Immunochemical extraction and detection of LSD in whole blood

Abstract

Polyclonal antibodies raised against the hallucinogenic drug, lysergic acid diethylamide (LSD), were used to detect and extract drug from whole blood samples. An indirect ELISA was used to detect as little as 1 pg of total drug in 25 μl blood. The limit of detection of the immunoassay, calculated from the mean−3 SD was 39 pg/ml. The analytical recovery of LSD (2.5–0.2 ng/ml) from whole blood was 102–113%. Within-run CVs for LSD spiked in blood at 1.25, 0.16 and 0.04 ng/ml were 5.6, 3.1, and 8.9%, respectively ( n=4). There was an overall decrease in precision when whole blood was used in place of urine, due to the increased complexity of the matrix. However, using this technique LSD was calibrated in blood in the sub-ng/ml region of forensic interest.

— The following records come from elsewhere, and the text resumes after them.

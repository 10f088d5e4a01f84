//! Host-set configuration recognized at `Server` construction.

use crate::protos::ServerId;

/// Recognized options, all set once at creation time.
#[derive(Debug, Clone)]
pub struct RaftConfig {
	/// Base of the randomized election timeout range, in milliseconds.
	/// The effective per-election timeout is sampled from
	/// `[election_timeout_ms, 2 * election_timeout_ms)`.
	pub election_timeout_ms: u64,

	/// The leader's heartbeat interval, in milliseconds. Must be strictly
	/// less than `election_timeout_ms` (typical ratio 1:5 to 1:10).
	pub request_timeout_ms: u64,

	/// Maximum number of entries sent in a single `AppendEntries`.
	pub max_append_entries_batch: usize,

	/// This server's own id.
	pub self_id: ServerId,

	/// The bootstrap configuration: `(id, voting)` for every node known at
	/// startup, including `self_id`. Ignored on replay (the node table is
	/// rebuilt by replaying membership entries from the log instead).
	pub initial_nodes: Vec<(ServerId, bool)>,
}

impl Default for RaftConfig {
	fn default() -> Self {
		RaftConfig {
			election_timeout_ms: 1000,
			request_timeout_ms: 200,
			max_append_entries_batch: 8,
			self_id: 0,
			initial_nodes: Vec::new(),
		}
	}
}

impl RaftConfig {
	/// Builder-style constructor requiring the one mandatory field.
	pub fn new(self_id: ServerId) -> Self {
		RaftConfig { self_id, ..Default::default() }
	}

	pub fn with_initial_nodes(mut self, nodes: Vec<(ServerId, bool)>) -> Self {
		self.initial_nodes = nodes;
		self
	}

	pub fn with_election_timeout_ms(mut self, ms: u64) -> Self {
		self.election_timeout_ms = ms;
		self
	}

	pub fn with_request_timeout_ms(mut self, ms: u64) -> Self {
		self.request_timeout_ms = ms;
		self
	}
}
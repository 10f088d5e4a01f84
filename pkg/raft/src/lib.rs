//! An embeddable Raft consensus core.
//!
//! This crate implements the in-memory consensus engine only: leader
//! election, log replication, commitment and stepwise membership changes.
//! It never opens a socket, never touches disk, never spawns a thread — all
//! of that is delegated to the host through [`callbacks::RaftCallbacks`].
//! The host drives the engine by calling [`consensus::Server::tick`] on a
//! periodic clock and forwarding inbound messages to the matching
//! `recv_*` method.

#[macro_use]
extern crate error_chain;
#[macro_use]
extern crate serde_derive;

pub mod errors;

pub mod callbacks;
pub mod config;
pub mod consensus;
pub mod log;
pub mod membership;
pub mod node;
pub mod protos;

pub use callbacks::RaftCallbacks;
pub use config::RaftConfig;
pub use consensus::{CommitStatus, Server};
pub use node::{Node, NodeTable};
//! The dedicated run worker
//!
//! One task owns the [`Controller`] and therefore the bench. Jobs are queued and run strictly one at a
//! time, so at most one sweep or calibration ever drives the instruments. Each job's outcome comes
//! back on its own oneshot channel.

use tokio::{
    sync::{ mpsc, oneshot },
    task::JoinHandle,
};
use tracing::{ debug, info };
use crate::{
    calibrate::CalibrationKind,
    cancel::CancelToken,
    controller::{ Controller, RunOutcome },
    params::SecondaryParameters,
};

const QUEUE_DEPTH: usize = 8;

#[derive(Debug, Clone)]
pub enum Job
{
    Check
    {
        profile: String,
        params: SecondaryParameters,
    },
    Calibrate
    {
        kind: CalibrationKind,
        params: SecondaryParameters,
    },
    Measure
    {
        profile: String,
        params: SecondaryParameters,
    },
}

struct Request
{
    job: Job,
    token: CancelToken,
    done: oneshot::Sender<RunOutcome>,
}

pub struct WorkerHandle
{
    queue: mpsc::Sender<Request>,
    task: JoinHandle<Controller>,
}

/// Move `controller` onto its own task
pub fn spawn_worker(controller: Controller) -> WorkerHandle
{
    let (queue, requests) = mpsc::channel(QUEUE_DEPTH);
    let task = tokio::spawn(work(controller, requests));

    WorkerHandle {
        queue: queue,
        task: task,
    }
}

async fn work(mut controller: Controller, mut requests: mpsc::Receiver<Request>) -> Controller
{
    while let Some(request) = requests.recv().await {
        debug!(job = ?request.job, "job started");
        let token = request.token;

        let outcome: RunOutcome = match request.job {
            Job::Check { profile, params } => controller.check(&token, &profile, &params).await.into(),
            Job::Calibrate { kind, params } => controller.calibrate(&token, kind, &params).await.into(),
            Job::Measure { profile, params } => controller.measure(&token, &profile, params).await.into(),
        };
        info!(%outcome, "job finished");

        // the submitter may have stopped waiting
        let _ = request.done.send(outcome);
    }

    controller
}

impl WorkerHandle
{
    /// Queue a job. The receiver resolves once the job has run.
    ///
    /// If the worker has gone away the receiver resolves to an error straight away.
    pub async fn submit(&self, job: Job, token: CancelToken) -> oneshot::Receiver<RunOutcome>
    {
        let (done, outcome) = oneshot::channel();
        let request = Request {
            job: job,
            token: token,
            done: done,
        };

        if self.queue.send(request).await.is_err() {
            debug!("worker gone, job dropped");
        }

        outcome
    }

    /// Stop taking jobs, wait for queued ones and take the controller back
    pub async fn shutdown(self) -> Result<Controller, tokio::task::JoinError>
    {
        drop(self.queue);
        self.task.await
    }
}

#[cfg(test)]
mod tests
{
    use super::{ spawn_worker, Job };
    use crate::{
        cancel::CancelToken,
        controller::{ Controller, RunOutcome },
        error::Error,
        params::SecondaryParameters,
        replay::{ bench, Fixture, Journal },
    };

    #[tokio::test]
    async fn jobs_run_in_order_and_report()
    {
        let dir = tempfile::tempdir().unwrap();
        let journal = Journal::default();
        let mut controller = Controller::with(bench(&Fixture::default(), &journal), dir.path()).unwrap();
        controller.connect().await;
        let worker = spawn_worker(controller);

        let unknown = worker.submit(
            Job::Check { profile: "+40".to_string(), params: SecondaryParameters::default() },
            CancelToken::new(),
        ).await;
        let check = worker.submit(
            Job::Check { profile: "+25".to_string(), params: SecondaryParameters::default() },
            CancelToken::new(),
        ).await;

        assert!(matches!(unknown.await.unwrap(), RunOutcome::Failed(Error::UnknownProfile(_))));
        assert!(check.await.unwrap().is_completed());

        let controller = worker.shutdown().await.unwrap();
        assert!(controller.is_present());
    }

    #[tokio::test]
    async fn cancelled_token_reports_cancelled()
    {
        let dir = tempfile::tempdir().unwrap();
        let mut controller = Controller::with(bench(&Fixture::default(), &Journal::default()), dir.path()).unwrap();
        controller.connect().await;
        let worker = spawn_worker(controller);

        let token = CancelToken::new();
        token.cancel();
        let outcome = worker.submit(
            Job::Measure { profile: "+85".to_string(), params: SecondaryParameters::default() },
            token,
        ).await;

        assert!(matches!(outcome.await.unwrap(), RunOutcome::Cancelled));
        worker.shutdown().await.unwrap();
    }
}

Immunoaffinity extraction was used to isolate LSD from blood and urine samples. The affinity support was prepared by covalently attaching anti-LSD antibodies to Protein A-coated agarose beads. No pre-treatment of the sample was required other than the addition of neutral buffer. Sub-ng/ml concentrations of LSD were routinely extracted from blood and urine samples with greater than 80% recovery of drug. This technique, which could be used to extract LSD from blood and urine samples prior to confirmatory drug analysis, could be completed in about 10 min.